__Description of the task__
Only lines containing the string "time" belong in the answer; find them in the records and copy them.
────────
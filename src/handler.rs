//! Handler traits and type erasure.
//!
//! # How handlers are stored
//!
//! The route table holds handlers of *different* types, so each one is boxed
//! behind [`ErasedHandler`] once at registration time:
//!
//! ```text
//! async fn show(req: Request) -> Response { … }      ← user writes this
//!        ↓ app.add_route(Method::Get, "/", show)
//! show.into_boxed_handler()                         ← Handler blanket impl
//!        ↓
//! Arc::new(FnHandler(show))                         ← stored as BoxedHandler
//!        ↓
//! handler.call(req) at request time                 ← one vtable dispatch
//! ```
//!
//! Three shapes are accepted: `Fn(Request)`, `Fn(Request, MapTo<T>)` and an
//! `Arc` of a [`Controller`]. The `Args` parameter on [`Handler`] only exists
//! to keep these blanket impls apart.

use std::future::Future;
use std::marker::PhantomData;
use std::pin::Pin;
use std::sync::Arc;

use serde::de::DeserializeOwned;

use crate::error::Error;
use crate::request::Request;
use crate::response::{IntoResponse, Response};

// ── Internal types ────────────────────────────────────────────────────────────

/// A heap-allocated, type-erased future.
pub type BoxFuture<T> = Pin<Box<dyn Future<Output = T> + Send + 'static>>;

/// Internal dispatch interface.
#[doc(hidden)]
pub trait ErasedHandler: Send + Sync {
    /// Runs during the attribute-mapping stage, before user middleware.
    fn prepare(&self, _req: &mut Request) -> Result<(), Error> {
        Ok(())
    }

    fn call(&self, req: Request) -> BoxFuture<Result<Response, Error>>;
}

#[doc(hidden)]
pub type BoxedHandler = Arc<dyn ErasedHandler + 'static>;

// ── Handler output ────────────────────────────────────────────────────────────

/// Anything a handler or middleware may return: a response, or a `Result`
/// whose error converts into [`Error`].
pub trait HandlerOutput: Send + 'static {
    fn into_result(self) -> Result<Response, Error>;
}

impl<R> HandlerOutput for R
where
    R: IntoResponse + Send + 'static,
{
    fn into_result(self) -> Result<Response, Error> {
        Ok(self.into_response())
    }
}

impl<R, E> HandlerOutput for Result<R, E>
where
    R: IntoResponse + Send + 'static,
    E: Into<Error> + Send + 'static,
{
    fn into_result(self) -> Result<Response, Error> {
        self.map(IntoResponse::into_response).map_err(Into::into)
    }
}

// ── Public Handler trait ──────────────────────────────────────────────────────

/// Implemented for every valid route handler.
///
/// You never implement this yourself. It is satisfied by:
///
/// ```text
/// async fn name(req: Request) -> impl HandlerOutput
/// async fn name(req: Request, body: MapTo<T>) -> impl HandlerOutput
/// Arc<impl Controller>
/// ```
pub trait Handler<Args>: private::Sealed<Args> + Send + Sync + 'static {
    #[doc(hidden)]
    fn into_boxed_handler(self) -> BoxedHandler;
}

mod private {
    pub trait Sealed<Args> {}
}

/// Handler argument receiving the request body mapped onto `T`.
///
/// The body is mapped by [`Request::map_body`] during the attribute-mapping
/// stage, so a mapping failure never reaches user middleware.
#[derive(Debug)]
pub struct MapTo<T>(pub T);

/// An invokable controller object, registered as `Arc<C>`.
///
/// Controllers usually get their dependencies through
/// [`Inject`](crate::Inject) and are built with [`Mono::make`](crate::Mono::make).
pub trait Controller: Send + Sync + 'static {
    type Output: HandlerOutput;

    fn call(&self, req: Request) -> impl Future<Output = Self::Output> + Send;
}

#[doc(hidden)]
pub struct Invokable(());

// ── Fn(Request) ───────────────────────────────────────────────────────────────

impl<F, Fut> private::Sealed<(Request,)> for F
where
    F: Fn(Request) -> Fut + Send + Sync + 'static,
    Fut: Future + Send + 'static,
    Fut::Output: HandlerOutput,
{
}

impl<F, Fut> Handler<(Request,)> for F
where
    F: Fn(Request) -> Fut + Send + Sync + 'static,
    Fut: Future + Send + 'static,
    Fut::Output: HandlerOutput,
{
    fn into_boxed_handler(self) -> BoxedHandler {
        Arc::new(FnHandler(self))
    }
}

struct FnHandler<F>(F);

impl<F, Fut> ErasedHandler for FnHandler<F>
where
    F: Fn(Request) -> Fut + Send + Sync,
    Fut: Future + Send + 'static,
    Fut::Output: HandlerOutput,
{
    fn call(&self, req: Request) -> BoxFuture<Result<Response, Error>> {
        let fut = (self.0)(req);
        Box::pin(async move { fut.await.into_result() })
    }
}

// ── Fn(Request, MapTo<T>) ─────────────────────────────────────────────────────

impl<F, Fut, T> private::Sealed<(Request, MapTo<T>)> for F
where
    F: Fn(Request, MapTo<T>) -> Fut + Send + Sync + 'static,
    Fut: Future + Send + 'static,
    Fut::Output: HandlerOutput,
    T: DeserializeOwned + Send + Sync + 'static,
{
}

impl<F, Fut, T> Handler<(Request, MapTo<T>)> for F
where
    F: Fn(Request, MapTo<T>) -> Fut + Send + Sync + 'static,
    Fut: Future + Send + 'static,
    Fut::Output: HandlerOutput,
    T: DeserializeOwned + Send + Sync + 'static,
{
    fn into_boxed_handler(self) -> BoxedHandler {
        Arc::new(MapToHandler { f: self, _target: PhantomData })
    }
}

struct MapToHandler<F, T> {
    f: F,
    _target: PhantomData<fn() -> T>,
}

impl<F, Fut, T> ErasedHandler for MapToHandler<F, T>
where
    F: Fn(Request, MapTo<T>) -> Fut + Send + Sync,
    Fut: Future + Send + 'static,
    Fut::Output: HandlerOutput,
    T: DeserializeOwned + Send + Sync + 'static,
{
    fn prepare(&self, req: &mut Request) -> Result<(), Error> {
        let value: T = req.map_body()?;
        req.mapped = Some(Box::new(value));
        Ok(())
    }

    fn call(&self, mut req: Request) -> BoxFuture<Result<Response, Error>> {
        // Mapped eagerly unless the attribute-mapping stage is disabled.
        let mapped = match req.mapped.take().map(|b| b.downcast::<T>()) {
            Some(Ok(value)) => *value,
            _ => match req.map_body::<T>() {
                Ok(value) => value,
                Err(e) => return Box::pin(async move { Err(e) }),
            },
        };
        let fut = (self.f)(req, MapTo(mapped));
        Box::pin(async move { fut.await.into_result() })
    }
}

// ── Arc<impl Controller> ──────────────────────────────────────────────────────

impl<C: Controller> private::Sealed<Invokable> for Arc<C> {}

impl<C: Controller> Handler<Invokable> for Arc<C> {
    fn into_boxed_handler(self) -> BoxedHandler {
        Arc::new(ControllerHandler(self))
    }
}

struct ControllerHandler<C>(Arc<C>);

impl<C: Controller> ErasedHandler for ControllerHandler<C> {
    fn call(&self, req: Request) -> BoxFuture<Result<Response, Error>> {
        let controller = Arc::clone(&self.0);
        Box::pin(async move { controller.call(req).await.into_result() })
    }
}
────────
__Exercise solution__
//! behind [`ErasedHandler`] once at registration time:
//! handler.call(req) at request time                 ← one vtable dispatch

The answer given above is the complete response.